* **TASK DESCRIPTION**
Count the lines below that contain the word "focus", and state only that number.

* **SUPPLIED RECORDS**
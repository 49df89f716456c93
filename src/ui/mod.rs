//! Server-rendered pages. Each page fills the shared layout template; any
//! fragment carrying user text is built with `maud` so it is escaped.

mod dashboard;
mod journal;
mod landing;
mod profile;

pub use dashboard::render_dashboard;
pub use journal::{JournalPage, render_journal, render_journal_cards};
pub use landing::render_landing;
pub use profile::render_profile;

use maud::{Markup, html};

#[derive(Debug, Clone, Copy, PartialEq, Eq)]
pub enum NavItem {
    Dashboard,
    Journal,
    Profile,
}

impl NavItem {
    const ALL: [NavItem; 3] = [NavItem::Dashboard, NavItem::Journal, NavItem::Profile];

    fn path(self) -> &'static str {
        match self {
            NavItem::Dashboard => "/dashboard",
            NavItem::Journal => "/journal",
            NavItem::Profile => "/profile",
        }
    }

    fn label(self) -> &'static str {
        match self {
            NavItem::Dashboard => "Dashboard",
            NavItem::Journal => "Journal",
            NavItem::Profile => "Profile",
        }
    }
}

pub fn render_not_found(path: &str, logged_in: bool) -> String {
    let body = html! {
        section.page.not-found {
            h1 { "404" }
            p.subtitle { "Oops! Page not found" }
            p.hint { "Nothing lives at " code { (path) } "." }
            a.btn.btn-primary href="/" { "Return to Home" }
        }
    };
    render_layout("Page not found", None, logged_in, body, "")
}

/// Fills the layout. `title` and `script` are trusted constants; `body` is
/// substituted last so its text is never rescanned for placeholders.
fn render_layout(
    title: &str,
    active: Option<NavItem>,
    logged_in: bool,
    body: Markup,
    script: &str,
) -> String {
    LAYOUT_HTML
        .replace("{{TITLE}}", title)
        .replace("{{NAV}}", &render_nav(active, logged_in).into_string())
        .replace("{{SCRIPT}}", script)
        .replace("{{BODY}}", &body.into_string())
}

fn render_nav(active: Option<NavItem>, logged_in: bool) -> Markup {
    html! {
        nav.navbar {
            a.brand href="/" { "HealthTrack" }
            div.nav-links {
                @for item in NavItem::ALL {
                    a.nav-link.active[active == Some(item)] href=(item.path()) { (item.label()) }
                }
            }
            div.nav-session {
                @if logged_in {
                    span.account { "My Account" }
                    form method="post" action="/session/logout" {
                        button.btn.btn-ghost type="submit" { "Log out" }
                    }
                } @else {
                    form method="post" action="/session/login" {
                        button.btn.btn-ghost type="submit" { "Log In" }
                    }
                    form method="post" action="/session/login" {
                        button.btn.btn-primary type="submit" { "Sign Up" }
                    }
                }
            }
        }
    }
}

/// Confirmation banner shown after a successful save.
fn render_toast(title: &str, description: &str) -> Markup {
    html! {
        div.toast role="status" {
            strong { (title) }
            span { (description) }
        }
    }
}

const LAYOUT_HTML: &str = r#"<!DOCTYPE html>
<html lang="en">
<head>
  <meta charset="UTF-8" />
  <meta name="viewport" content="width=device-width, initial-scale=1.0" />
  <title>{{TITLE}} · HealthTrack</title>
  <style>
    @import url('https://fonts.googleapis.com/css2?family=Space+Grotesk:wght@400;500;600&family=Fraunces:wght@600&display=swap');

    :root {
      --bg-1: #12151f;
      --bg-2: #1a1f2c;
      --card: rgba(34, 40, 56, 0.86);
      --ink: #f1f3f8;
      --muted: #9aa1b2;
      --accent: #33c3f0;
      --accent-2: #8b5cf6;
      --good: #10b981;
      --warn: #eab308;
      --bad: #ef4444;
      --line: rgba(255, 255, 255, 0.1);
      --shadow: 0 24px 60px rgba(0, 0, 0, 0.35);
    }

    * {
      box-sizing: border-box;
    }

    body {
      margin: 0;
      min-height: 100vh;
      background: radial-gradient(circle at top, rgba(51, 195, 240, 0.12), transparent 60%),
        linear-gradient(135deg, var(--bg-1), var(--bg-2) 70%);
      color: var(--ink);
      font-family: "Space Grotesk", "Trebuchet MS", sans-serif;
    }

    a {
      color: inherit;
    }

    h1, h2 {
      font-family: "Fraunces", "Georgia", serif;
      font-weight: 600;
    }

    .navbar {
      position: sticky;
      top: 0;
      z-index: 10;
      display: flex;
      flex-wrap: wrap;
      align-items: center;
      gap: 18px;
      padding: 14px 28px;
      background: rgba(18, 21, 31, 0.85);
      backdrop-filter: blur(12px);
      border-bottom: 1px solid var(--line);
    }

    .brand {
      font-weight: 600;
      font-size: 1.3rem;
      text-decoration: none;
      background: linear-gradient(90deg, var(--accent), var(--accent-2));
      -webkit-background-clip: text;
      color: transparent;
    }

    .nav-links {
      display: flex;
      gap: 16px;
      flex: 1;
    }

    .nav-link {
      text-decoration: none;
      color: var(--muted);
    }

    .nav-link.active,
    .nav-link:hover {
      color: var(--accent);
    }

    .nav-session {
      display: flex;
      align-items: center;
      gap: 10px;
    }

    .nav-session form {
      margin: 0;
    }

    .account {
      color: var(--muted);
      font-size: 0.95rem;
    }

    main {
      width: min(1100px, 100%);
      margin: 0 auto;
      padding: 32px 18px 48px;
    }

    .page {
      display: grid;
      gap: 28px;
      animation: rise 600ms ease;
    }

    .page-header {
      display: flex;
      flex-wrap: wrap;
      justify-content: space-between;
      align-items: center;
      gap: 16px;
    }

    .page-header h1 {
      margin: 0 0 6px;
      font-size: clamp(1.8rem, 3.5vw, 2.4rem);
    }

    .subtitle,
    .hint {
      margin: 0;
      color: var(--muted);
    }

    .card {
      background: var(--card);
      border: 1px solid var(--line);
      border-radius: 20px;
      padding: 22px;
      box-shadow: var(--shadow);
    }

    .card h2,
    .card h3 {
      margin-top: 0;
    }

    .grid {
      display: grid;
      grid-template-columns: repeat(auto-fit, minmax(220px, 1fr));
      gap: 16px;
    }

    .stat {
      display: grid;
      gap: 6px;
    }

    .stat .label {
      font-size: 0.8rem;
      text-transform: uppercase;
      letter-spacing: 0.12em;
      color: var(--muted);
    }

    .stat .value {
      font-size: 1.6rem;
      font-weight: 600;
      color: var(--accent);
    }

    .trend-up {
      color: var(--good);
    }

    .trend-down {
      color: var(--bad);
    }

    .btn {
      appearance: none;
      border: 1px solid transparent;
      border-radius: 999px;
      padding: 10px 18px;
      font: inherit;
      font-weight: 600;
      cursor: pointer;
      text-decoration: none;
      display: inline-flex;
      align-items: center;
      gap: 8px;
      transition: transform 150ms ease;
    }

    .btn:active {
      transform: scale(0.98);
    }

    .btn-primary {
      background: var(--accent);
      color: #0b1220;
    }

    .btn-outline {
      background: transparent;
      border-color: var(--line);
      color: var(--ink);
    }

    .btn-ghost {
      background: transparent;
      color: var(--ink);
    }

    .tabs {
      display: flex;
      flex-wrap: wrap;
      gap: 6px;
      padding: 6px;
      background: rgba(255, 255, 255, 0.05);
      border-radius: 999px;
      width: fit-content;
    }

    .tab {
      border-radius: 999px;
      padding: 8px 14px;
      font-size: 0.9rem;
      font-weight: 600;
      color: var(--muted);
      text-decoration: none;
      background: transparent;
      border: none;
      cursor: pointer;
      font-family: inherit;
    }

    .tab.active {
      background: var(--accent);
      color: #0b1220;
    }

    form.stack {
      display: grid;
      gap: 18px;
    }

    .field {
      display: grid;
      gap: 6px;
    }

    .field label {
      font-size: 0.9rem;
      color: var(--muted);
    }

    input,
    select,
    textarea {
      width: 100%;
      font: inherit;
      color: var(--ink);
      background: var(--bg-2);
      border: 1px solid var(--line);
      border-radius: 12px;
      padding: 10px 12px;
    }

    input:focus,
    select:focus,
    textarea:focus {
      outline: none;
      border-color: var(--accent);
    }

    textarea {
      min-height: 150px;
      resize: vertical;
    }

    .actions {
      display: flex;
      justify-content: flex-end;
      gap: 12px;
    }

    .toast {
      display: grid;
      gap: 4px;
      padding: 14px 18px;
      border-radius: 14px;
      border: 1px solid rgba(16, 185, 129, 0.4);
      background: rgba(16, 185, 129, 0.12);
    }

    .error {
      padding: 14px 18px;
      border-radius: 14px;
      border: 1px solid rgba(239, 68, 68, 0.4);
      background: rgba(239, 68, 68, 0.12);
      color: #fca5a5;
    }

    .tag {
      display: inline-block;
      padding: 4px 12px;
      border-radius: 999px;
      font-size: 0.75rem;
      background: rgba(51, 195, 240, 0.18);
      color: var(--accent);
    }

    .dot {
      display: inline-block;
      width: 8px;
      height: 8px;
      border-radius: 50%;
    }

    .energy-high {
      background: var(--good);
    }

    .energy-medium {
      background: var(--warn);
    }

    .energy-low {
      background: var(--bad);
    }

    .chart {
      width: 100%;
      height: 260px;
      display: block;
    }

    .chart.sparkline {
      height: 100px;
    }

    .chart-grid {
      stroke: var(--line);
    }

    .chart-label {
      fill: var(--muted);
      font-size: 11px;
    }

    .progress {
      height: 10px;
      border-radius: 999px;
      background: rgba(255, 255, 255, 0.08);
      overflow: hidden;
      margin: 12px 0;
    }

    .progress-fill {
      height: 100%;
      background: linear-gradient(90deg, var(--accent), var(--accent-2));
    }

    .status {
      min-height: 1.2em;
      color: var(--muted);
    }

    .status[data-type="error"] {
      color: var(--bad);
    }

    .profile-header,
    .setting-row {
      display: flex;
      align-items: center;
      justify-content: space-between;
      gap: 16px;
      padding: 12px 0;
      border-bottom: 1px solid var(--line);
    }

    .profile-header {
      justify-content: flex-start;
      margin-bottom: 12px;
    }

    .avatar {
      width: 72px;
      height: 72px;
      border-radius: 50%;
      border: 2px solid var(--accent);
      display: grid;
      place-items: center;
      font-size: 1.5rem;
      font-weight: 600;
    }

    .switch {
      display: inline-flex;
      align-items: center;
      gap: 8px;
      border: 1px solid var(--line);
      border-radius: 999px;
      padding: 4px 12px 4px 4px;
      background: rgba(255, 255, 255, 0.06);
      color: var(--muted);
      font: inherit;
      cursor: pointer;
    }

    .switch .thumb {
      width: 18px;
      height: 18px;
      border-radius: 50%;
      background: var(--muted);
    }

    .switch.on {
      background: rgba(51, 195, 240, 0.2);
      color: var(--accent);
    }

    .switch.on .thumb {
      background: var(--accent);
    }

    .search input {
      padding-left: 16px;
    }

    .entries {
      display: grid;
      gap: 18px;
    }

    .entry-meta {
      display: flex;
      align-items: center;
      gap: 10px;
      margin-bottom: 6px;
    }

    .entry h3 {
      margin: 0 0 10px;
    }

    .tags {
      display: flex;
      flex-wrap: wrap;
      gap: 8px;
    }

    .empty,
    .placeholder {
      text-align: center;
      display: grid;
      gap: 12px;
      justify-items: center;
      padding: 48px 22px;
    }

    .hero {
      text-align: center;
      display: grid;
      gap: 18px;
      justify-items: center;
      padding: 48px 0 24px;
    }

    .hero h1 {
      font-size: clamp(2.2rem, 5vw, 3.6rem);
      margin: 0;
      max-width: 760px;
    }

    .gradient {
      background: linear-gradient(90deg, var(--accent), var(--accent-2));
      -webkit-background-clip: text;
      color: transparent;
    }

    .hero-actions {
      display: flex;
      flex-wrap: wrap;
      justify-content: center;
      gap: 12px;
    }

    .cta {
      text-align: center;
      display: grid;
      gap: 16px;
    }

    blockquote {
      margin: 0 0 16px;
      color: var(--muted);
    }

    .not-found {
      text-align: center;
      justify-items: center;
      padding-top: 80px;
    }

    .not-found h1 {
      font-size: 4rem;
      margin: 0;
    }

    @keyframes rise {
      from {
        opacity: 0;
        transform: translateY(18px);
      }
      to {
        opacity: 1;
        transform: translateY(0);
      }
    }

    @media (max-width: 640px) {
      .navbar {
        padding: 12px 16px;
      }
      .nav-links {
        order: 3;
        flex-basis: 100%;
      }
    }
  </style>
</head>
<body>
  {{NAV}}
  <main>
    {{BODY}}
  </main>
  <script>
{{SCRIPT}}
  </script>
</body>
</html>
"#;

* **EXPECTED ANSWER**
3